Irregular military refers to any non-standard military. Being defined by exclusion, there is significant variance in what comes under the term. It can refer to the type of military organization, or to the type of tactics used.
An irregular military organization is a military organization which is not part of the regular army organization of a party to a military conflict. Without standard military unit organization, various more general names are used; such organizations may also be called a "troop," "group," "unit," "column," "band," or "force."
Irregulars are soldiers or warriors that are members of these organizations, or are members of special military units that employ irregular military tactics. This also applies to irregular troops, irregular infantry and irregular cavalry.
Irregular warfare is warfare employing the tactics commonly used by irregular military organizations. This involves avoiding large-scale combats, and focusing on small, stealthy, hit and run engagements.

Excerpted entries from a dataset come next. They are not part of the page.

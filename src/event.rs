use std::time::Duration;

use crossterm::event::{self, Event as CrosstermEvent, KeyEvent, KeyEventKind};
use tokio::sync::mpsc;

use crate::error::{AppError, Result};

/// Application events.
#[derive(Debug)]
pub enum Event {
    Key(KeyEvent),
    /// Nothing arrived within one tick; used to expire status messages.
    Tick,
    Resize(u16, u16),
}

/// Polls crossterm on a background task and forwards events over a channel.
///
/// The control loop stays the only place that touches the engine.
pub struct EventHandler {
    rx: mpsc::UnboundedReceiver<Event>,
}

impl EventHandler {
    pub fn new(tick_rate: Duration) -> Self {
        let (tx, rx) = mpsc::unbounded_channel();

        tokio::spawn(async move {
            loop {
                let event = match event::poll(tick_rate) {
                    Ok(true) => match event::read() {
                        // Windows reports releases too; act on presses only.
                        Ok(CrosstermEvent::Key(key)) if key.kind == KeyEventKind::Press => {
                            Event::Key(key)
                        }
                        Ok(CrosstermEvent::Resize(w, h)) => Event::Resize(w, h),
                        Ok(_) => continue,
                        Err(e) => {
                            tracing::warn!(error = %e, "failed to read terminal event");
                            continue;
                        }
                    },
                    Ok(false) => Event::Tick,
                    Err(e) => {
                        tracing::error!(error = %e, "terminal event polling failed");
                        break;
                    }
                };
                if tx.send(event).is_err() {
                    break;
                }
            }
        });

        Self { rx }
    }

    /// Receive the next event (waits until one is available).
    pub async fn next(&mut self) -> Result<Event> {
        self.rx
            .recv()
            .await
            .ok_or_else(|| AppError::Terminal("Event channel closed".into()))
    }
}
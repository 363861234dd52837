use std::path::{Path, PathBuf};

use ratatui::{
    buffer::Buffer,
    layout::Rect,
    style::{Color, Modifier, Style},
    text::{Line, Span},
    widgets::{Block, Borders, Clear, Padding, Widget},
};

use crate::app::{AppMode, DialogKind, DialogState};

/// Centered modal overlay for the active dialog, if any.
pub struct DialogWidget<'a> {
    mode: &'a AppMode,
    dialog_state: &'a DialogState,
}

impl<'a> DialogWidget<'a> {
    pub fn new(mode: &'a AppMode, dialog_state: &'a DialogState) -> Self {
        Self { mode, dialog_state }
    }
}

fn centered_rect(width: u16, height: u16, area: Rect) -> Rect {
    let w = width.min(area.width);
    let h = height.min(area.height);
    let x = area.x + area.width.saturating_sub(w) / 2;
    let y = area.y + area.height.saturating_sub(h) / 2;
    Rect::new(x, y, w, h)
}

/// Clear a centered box, draw its border and return the inner area.
fn frame(title: &str, color: Color, width: u16, height: u16, area: Rect, buf: &mut Buffer) -> Rect {
    let rect = centered_rect(width, height, area);
    Clear.render(rect, buf);
    let block = Block::default()
        .title(format!(" {} ", title))
        .borders(Borders::ALL)
        .border_style(Style::default().fg(color))
        .padding(Padding::horizontal(1));
    let inner = block.inner(rect);
    block.render(rect, buf);
    inner
}

fn hint(text: &str, inner: Rect, buf: &mut Buffer) {
    if inner.height < 2 {
        return;
    }
    let style = Style::default()
        .fg(Color::DarkGray)
        .add_modifier(Modifier::DIM);
    let line = Line::from(Span::styled(text, style));
    buf.set_line(inner.x, inner.y + inner.height - 1, &line, inner.width);
}

fn display_name(path: &Path) -> String {
    path.file_name()
        .map(|n| n.to_string_lossy().to_string())
        .unwrap_or_else(|| path.to_string_lossy().to_string())
}

impl<'a> Widget for DialogWidget<'a> {
    fn render(self, area: Rect, buf: &mut Buffer) {
        let AppMode::Dialog(kind) = self.mode else {
            return;
        };
        match kind {
            DialogKind::Rename { .. } => render_input_dialog("Rename", self.dialog_state, area, buf),
            DialogKind::DeleteConfirm { targets } => {
                let header = format!("Delete {} item(s)?", targets.len());
                render_list_dialog(
                    "Delete Confirmation",
                    &header,
                    targets,
                    "[y] Yes  [n/Esc] Cancel",
                    area,
                    buf,
                );
            }
            DialogKind::PasteConflict { conflicts, .. } => {
                let header = format!("{} item(s) already exist:", conflicts.len());
                render_list_dialog(
                    "Paste Conflict",
                    &header,
                    conflicts,
                    "[o] Overwrite all  [s] Skip all  [c/Esc] Cancel",
                    area,
                    buf,
                );
            }
            DialogKind::Error { message } => render_error_dialog(message, area, buf),
        }
    }
}

fn render_input_dialog(title: &str, state: &DialogState, area: Rect, buf: &mut Buffer) {
    let inner = frame(title, Color::Cyan, 50.min(area.width.saturating_sub(4)), 5, area, buf);
    if inner.height == 0 || inner.width == 0 {
        return;
    }

    let input = &state.input;
    let pos = state.cursor_position.min(input.len());
    let (before, rest) = input.split_at(pos);
    let mut chars = rest.chars();
    let cursor_char = chars.next().map(|c| c.to_string()).unwrap_or_else(|| " ".into());
    let after = chars.as_str();

    // Keep the cursor in view by dropping characters from the left.
    let max_before = (inner.width as usize).saturating_sub(2);
    let before_count = before.chars().count();
    let before_display: String = before
        .chars()
        .skip(before_count.saturating_sub(max_before))
        .collect();

    let input_style = Style::default().fg(Color::White);
    let cursor_style = Style::default()
        .bg(Color::White)
        .fg(Color::Black)
        .add_modifier(Modifier::BOLD);
    let line = Line::from(vec![
        Span::styled(before_display, input_style),
        Span::styled(cursor_char, cursor_style),
        Span::styled(after, input_style),
    ]);
    buf.set_line(inner.x, inner.y + inner.height / 2, &line, inner.width);
    hint("[Enter] Confirm  [Esc] Cancel", inner, buf);
}

fn render_list_dialog(
    title: &str,
    header: &str,
    paths: &[PathBuf],
    hint_text: &str,
    area: Rect,
    buf: &mut Buffer,
) {
    let longest = paths
        .iter()
        .map(|p| display_name(p).chars().count())
        .max()
        .unwrap_or(10);
    let width = (longest as u16 + 10)
        .max(hint_text.len() as u16 + 4)
        .max(40)
        .min(area.width.saturating_sub(4));
    let height = (paths.len() as u16 + 6).min(area.height.saturating_sub(2));
    let inner = frame(title, Color::Red, width, height, area, buf);
    if inner.height == 0 || inner.width == 0 {
        return;
    }

    let header_line = Line::from(Span::styled(
        header,
        Style::default()
            .fg(Color::Yellow)
            .add_modifier(Modifier::BOLD),
    ));
    buf.set_line(inner.x, inner.y, &header_line, inner.width);

    let room = inner.height.saturating_sub(3) as usize;
    let shown = if paths.len() > room { room.saturating_sub(1) } else { paths.len() };
    for (i, path) in paths.iter().take(shown).enumerate() {
        let line = Line::from(Span::styled(
            format!("  • {}", display_name(path)),
            Style::default().fg(Color::White),
        ));
        buf.set_line(inner.x, inner.y + 2 + i as u16, &line, inner.width);
    }
    if shown < paths.len() {
        let more = Line::from(Span::styled(
            format!("  … and {} more", paths.len() - shown),
            Style::default().fg(Color::DarkGray),
        ));
        buf.set_line(inner.x, inner.y + 2 + shown as u16, &more, inner.width);
    }
    hint(hint_text, inner, buf);
}

fn render_error_dialog(message: &str, area: Rect, buf: &mut Buffer) {
    let width = (message.chars().count() as u16 + 6)
        .max(30)
        .min(area.width.saturating_sub(4));
    let inner = frame("Error", Color::Red, width, 5, area, buf);
    if inner.height == 0 || inner.width == 0 {
        return;
    }
    let line = Line::from(Span::styled(message, Style::default().fg(Color::Red)));
    buf.set_line(inner.x, inner.y + inner.height / 2, &line, inner.width);
    hint("[Enter/Esc] Dismiss", inner, buf);
}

Read more about Irregular Military: Other Names For Irregular Military Formations, Regular Military Units Which Use Irregular Military Tactics, Effectiveness, Historical Reliance On Irregulars, Examples of Irregular Military, Irregulars in Modern Warfare
Famous quotes containing the words irregular and/or military:
“My father and I were always on the most distant terms when I was a boya sort of armed neutrality, so to speak. At irregular intervals this neutrality was broken, and suffering ensued; but I will be candid enough to say that the breaking and the suffering were always divided up with strict impartiality between uswhich is to say, my father did the breaking, and I did the suffering.”
—Mark Twain [Samuel Langhorne Clemens] (18351910)
“Nothing changes my twenty-six years in the military. I continue to love it and everything it stands for and everything I was able to accomplish in it. To put up a wall against the military because of one regulation would be doing the same thing that the regulation does in terms of negating people.”